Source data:
■ ■ ■ ■ ■
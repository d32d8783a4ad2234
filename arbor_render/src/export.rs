// Copyright 2025 the Arbor Authors
// SPDX-License-Identifier: Apache-2.0 OR MIT

use arbor_tree::Node;
use kurbo::{Affine, Rect};
use peniko::Color;

/// Margin around exported content, in world units.
pub const EXPORT_PADDING: f64 = 50.0;
/// Device pixels per world unit in exported images.
pub const EXPORT_PIXEL_RATIO: f64 = 2.0;

/// Union of the boxes of every laid-out node not hidden by a collapsed
/// ancestor, or `None` when nothing is laid out.
pub fn content_bounds(root: &Node) -> Option<Rect> {
    let mut bounds: Option<Rect> = None;
    root.walk_visible(&mut |node, _| {
        if let Some(b) = node.bounds() {
            bounds = Some(bounds.map_or(b, |acc| acc.union(b)));
        }
    });
    bounds
}

/// Off-screen framing of a diagram, independent of the live view.
///
/// The content box is centered on an image `content + 2 × padding` world
/// units wide and tall, rendered at `pixel_ratio` device pixels per unit.
#[derive(Clone, Copy, Debug, PartialEq)]
pub struct ExportFrame {
    /// World-space box to capture.
    pub content: Rect,
    /// Margin on every side, in world units.
    pub padding: f64,
    /// Device pixels per world unit.
    pub pixel_ratio: f64,
    /// Fill behind the diagram. `None` leaves the image transparent.
    pub background: Option<Color>,
}

impl ExportFrame {
    /// Frame around the visible, laid-out part of `root` with the default
    /// padding and pixel ratio and a white background.
    pub fn fit(root: &Node) -> Option<Self> {
        content_bounds(root).map(|content| Self {
            content,
            padding: EXPORT_PADDING,
            pixel_ratio: EXPORT_PIXEL_RATIO,
            background: Some(Color::WHITE),
        })
    }

    /// Return this frame with a different pixel ratio.
    #[must_use]
    pub fn with_pixel_ratio(mut self, pixel_ratio: f64) -> Self {
        self.pixel_ratio = pixel_ratio;
        self
    }

    /// Return this frame with a different background.
    #[must_use]
    pub fn with_background(mut self, background: Option<Color>) -> Self {
        self.background = background;
        self
    }

    /// Image size in world units.
    pub fn logical_size(&self) -> kurbo::Size {
        self.content.size() + kurbo::Size::new(2.0 * self.padding, 2.0 * self.padding)
    }

    /// Image size in device pixels, rounded up.
    #[expect(
        clippy::cast_possible_truncation,
        reason = "pixel dimensions are clamped to the u32 range"
    )]
    pub fn pixel_size(&self) -> (u32, u32) {
        let s = self.logical_size() * self.pixel_ratio;
        let px = |v: f64| v.ceil().clamp(1.0, f64::from(u32::MAX)) as u32;
        (px(s.width), px(s.height))
    }

    /// Map from world coordinates to image pixels.
    pub fn affine(&self) -> Affine {
        let half = self.logical_size().to_vec2() / 2.0;
        Affine::scale(self.pixel_ratio)
            * Affine::translate(half - self.content.center().to_vec2())
    }
}

#[cfg(test)]
mod tests {
    use super::*;
    use kurbo::Point;

    fn placed(id: &str, x: f64, y: f64) -> Node {
        let mut n = Node::new(id, id);
        n.set_position(Point::new(x, y));
        n.set_size(kurbo::Size::new(100.0, 40.0));
        n
    }

    #[test]
    fn bounds_skip_hidden_and_unplaced_nodes() {
        let mut root = placed("r", 0.0, 0.0)
            .with_child(placed("a", 300.0, 0.0).with_child(placed("deep", 900.0, 0.0)))
            .with_child(Node::new("u", "unplaced"));
        root.children[0].collapsed = true;
        let b = content_bounds(&root).unwrap();
        assert_eq!(b, Rect::new(-50.0, -20.0, 350.0, 20.0));
        assert!(content_bounds(&Node::new("x", "x")).is_none());
    }

    #[test]
    fn frame_centers_content_with_padding() {
        let frame = ExportFrame::fit(&placed("r", 10.0, 10.0)).unwrap();
        assert_eq!(frame.pixel_size(), (400, 280));
        let xf = frame.affine();
        assert_eq!(xf * Point::new(10.0, 10.0), Point::new(200.0, 140.0));
        assert_eq!(xf * Point::new(-40.0, -10.0), Point::new(100.0, 100.0));
    }
}
// Copyright 2025 the Arbor Authors
// SPDX-License-Identifier: Apache-2.0 OR MIT

//! CSS color strings for serde.
//!
//! Colors are read with [`peniko::color::parse_color`], so any CSS color
//! syntax is accepted, and written back as `#rrggbbaa`.

use peniko::Color;
use peniko::color::{Srgb, parse_color};
use serde::de::Error as _;
use serde::{Deserialize, Deserializer, Serializer};

/// Parse a CSS color string.
pub fn parse_css(text: &str) -> Option<Color> {
    parse_color(text)
        .ok()
        .map(|c| c.to_alpha_color::<Srgb>())
}

/// Format a color as `#rrggbbaa`.
pub fn to_hex(color: Color) -> String {
    let c = color.to_rgba8();
    format!("#{:02x}{:02x}{:02x}{:02x}", c.r, c.g, c.b, c.a)
}

fn de_str<'de, D: Deserializer<'de>>(text: &str) -> Result<Color, D::Error> {
    parse_css(text).ok_or_else(|| D::Error::custom(format!("invalid color `{text}`")))
}

pub(crate) mod css {
    use super::*;

    pub(crate) fn serialize<S: Serializer>(color: &Color, s: S) -> Result<S::Ok, S::Error> {
        s.serialize_str(&to_hex(*color))
    }

    pub(crate) fn deserialize<'de, D: Deserializer<'de>>(d: D) -> Result<Color, D::Error> {
        let text = String::deserialize(d)?;
        de_str::<D>(&text)
    }
}

pub(crate) mod css_opt {
    use super::*;

    pub(crate) fn serialize<S: Serializer>(color: &Option<Color>, s: S) -> Result<S::Ok, S::Error> {
        match color {
            Some(c) => s.serialize_some(&to_hex(*c)),
            None => s.serialize_none(),
        }
    }

    pub(crate) fn deserialize<'de, D: Deserializer<'de>>(d: D) -> Result<Option<Color>, D::Error> {
        Option::<String>::deserialize(d)?
            .map(|text| de_str::<D>(&text))
            .transpose()
    }
}

pub(crate) mod css_vec {
    use serde::ser::SerializeSeq;

    use super::*;

    pub(crate) fn serialize<S: Serializer>(colors: &[Color], s: S) -> Result<S::Ok, S::Error> {
        let mut seq = s.serialize_seq(Some(colors.len()))?;
        for c in colors {
            seq.serialize_element(&to_hex(*c))?;
        }
        seq.end()
    }

    pub(crate) fn deserialize<'de, D: Deserializer<'de>>(d: D) -> Result<Vec<Color>, D::Error> {
        Vec::<String>::deserialize(d)?
            .iter()
            .map(|text| de_str::<D>(text))
            .collect()
    }
}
■ ■ ■ ■ ■
TASK REQUIREMENTS: The entries above must each be repeated exactly.

RESULT FOR THIS EXERCISE:
repository d32d8783a4ad2234
filename arbor_render/src/export.rs
// Copyright 2025 the Arbor Authors
// SPDX-License-Identifier: Apache-2.0 OR MIT

use arbor_tree::Node;
use kurbo::{Affine, Rect};
use peniko::Color;

/// Margin around exported content, in world units.
pub const EXPORT_PADDING: f64 = 50.0;
/// Device pixels per world unit in exported images.
pub const EXPORT_PIXEL_RATIO: f64 = 2.0;

/// Union of the boxes of every laid-out node not hidden by a collapsed
/// ancestor, or `None` when nothing is laid out.
pub fn content_bounds(root: &Node) -> Option<Rect> {
    let mut bounds: Option<Rect> = None;
    root.walk_visible(&mut |node, _| {
        if let Some(b) = node.bounds() {
            bounds = Some(bounds.map_or(b, |acc| acc.union(b)));
        }
    });
    bounds
}

/// Off-screen framing of a diagram, independent of the live view.
///
/// The content box is centered on an image `content + 2 × padding` world
/// units wide and tall, rendered at `pixel_ratio` device pixels per unit.
#[derive(Clone, Copy, Debug, PartialEq)]
pub struct ExportFrame {
    /// World-space box to capture.
    pub content: Rect,
    /// Margin on every side, in world units.
    pub padding: f64,
    /// Device pixels per world unit.
    pub pixel_ratio: f64,
    /// Fill behind the diagram. `None` leaves the image transparent.
    pub background: Option<Color>,
}

impl ExportFrame {
    /// Frame around the visible, laid-out part of `root` with the default
    /// padding and pixel ratio and a white background.
    pub fn fit(root: &Node) -> Option<Self> {
        content_bounds(root).map(|content| Self {
            content,
            padding: EXPORT_PADDING,
            pixel_ratio: EXPORT_PIXEL_RATIO,
            background: Some(Color::WHITE),
        })
    }

    /// Return this frame with a different pixel ratio.
    #[must_use]
    pub fn with_pixel_ratio(mut self, pixel_ratio: f64) -> Self {
        self.pixel_ratio = pixel_ratio;
        self
    }

    /// Return this frame with a different background.
    #[must_use]
    pub fn with_background(mut self, background: Option<Color>) -> Self {
        self.background = background;
        self
    }

    /// Image size in world units.
    pub fn logical_size(&self) -> kurbo::Size {
        self.content.size() + kurbo::Size::new(2.0 * self.padding, 2.0 * self.padding)
    }

    /// Image size in device pixels, rounded up.
    #[expect(
        clippy::cast_possible_truncation,
        reason = "pixel dimensions are clamped to the u32 range"
    )]
    pub fn pixel_size(&self) -> (u32, u32) {
        let s = self.logical_size() * self.pixel_ratio;
        let px = |v: f64| v.ceil().clamp(1.0, f64::from(u32::MAX)) as u32;
        (px(s.width), px(s.height))
    }

    /// Map from world coordinates to image pixels.
    pub fn affine(&self) -> Affine {
        let half = self.logical_size().to_vec2() / 2.0;
        Affine::scale(self.pixel_ratio)
            * Affine::translate(half - self.content.center().to_vec2())
    }
}

#[cfg(test)]
mod tests {
    use super::*;
    use kurbo::Point;

    fn placed(id: &str, x: f64, y: f64) -> Node {
        let mut n = Node::new(id, id);
        n.set_position(Point::new(x, y));
        n.set_size(kurbo::Size::new(100.0, 40.0));
        n
    }

    #[test]
    fn bounds_skip_hidden_and_unplaced_nodes() {
        let mut root = placed("r", 0.0, 0.0)
            .with_child(placed("a", 300.0, 0.0).with_child(placed("deep", 900.0, 0.0)))
            .with_child(Node::new("u", "unplaced"));
        root.children[0].collapsed = true;
        let b = content_bounds(&root).unwrap();
        assert_eq!(b, Rect::new(-50.0, -20.0, 350.0, 20.0));
        assert!(content_bounds(&Node::new("x", "x")).is_none());
    }

    #[test]
    fn frame_centers_content_with_padding() {
        let frame = ExportFrame::fit(&placed("r", 10.0, 10.0)).unwrap();
        assert_eq!(frame.pixel_size(), (400, 280));
        let xf = frame.affine();
        assert_eq!(xf * Point::new(10.0, 10.0), Point::new(200.0, 140.0));
        assert_eq!(xf * Point::new(-40.0, -10.0), Point::new(100.0, 100.0));
    }
}
// Copyright 2025 the Arbor Authors
// SPDX-License-Identifier: Apache-2.0 OR MIT

//! CSS color strings for serde.
//!
//! Colors are read with [`peniko::color::parse_color`], so any CSS color
//! syntax is accepted, and written back as `#rrggbbaa`.

use peniko::Color;
use peniko::color::{Srgb, parse_color};
use serde::de::Error as _;
use serde::{Deserialize, Deserializer, Serializer};

/// Parse a CSS color string.
pub fn parse_css(text: &str) -> Option<Color> {
    parse_color(text)
        .ok()
        .map(|c| c.to_alpha_color::<Srgb>())
}

/// Format a color as `#rrggbbaa`.
pub fn to_hex(color: Color) -> String {
    let c = color.to_rgba8();
    format!("#{:02x}{:02x}{:02x}{:02x}", c.r, c.g, c.b, c.a)
}

fn de_str<'de, D: Deserializer<'de>>(text: &str) -> Result<Color, D::Error> {
    parse_css(text).ok_or_else(|| D::Error::custom(format!("invalid color `{text}`")))
}

pub(crate) mod css {
    use super::*;

    pub(crate) fn serialize<S: Serializer>(color: &Color, s: S) -> Result<S::Ok, S::Error> {
        s.serialize_str(&to_hex(*color))
    }

    pub(crate) fn deserialize<'de, D: Deserializer<'de>>(d: D) -> Result<Color, D::Error> {
        let text = String::deserialize(d)?;
        de_str::<D>(&text)
    }
}

pub(crate) mod css_opt {
    use super::*;

    pub(crate) fn serialize<S: Serializer>(color: &Option<Color>, s: S) -> Result<S::Ok, S::Error> {
        match color {
            Some(c) => s.serialize_some(&to_hex(*c)),
            None => s.serialize_none(),
        }
    }

    pub(crate) fn deserialize<'de, D: Deserializer<'de>>(d: D) -> Result<Option<Color>, D::Error> {
        Option::<String>::deserialize(d)?
            .map(|text| de_str::<D>(&text))
            .transpose()
    }
}

pub(crate) mod css_vec {
    use serde::ser::SerializeSeq;

    use super::*;

    pub(crate) fn serialize<S: Serializer>(colors: &[Color], s: S) -> Result<S::Ok, S::Error> {
        let mut seq = s.serialize_seq(Some(colors.len()))?;
        for c in colors {
            seq.serialize_element(&to_hex(*c))?;
        }
        seq.end()
    }

    pub(crate) fn deserialize<'de, D: Deserializer<'de>>(d: D) -> Result<Vec<Color>, D::Error> {
        Vec::<String>::deserialize(d)?
            .iter()
            .map(|text| de_str::<D>(text))
            .collect()
    }
}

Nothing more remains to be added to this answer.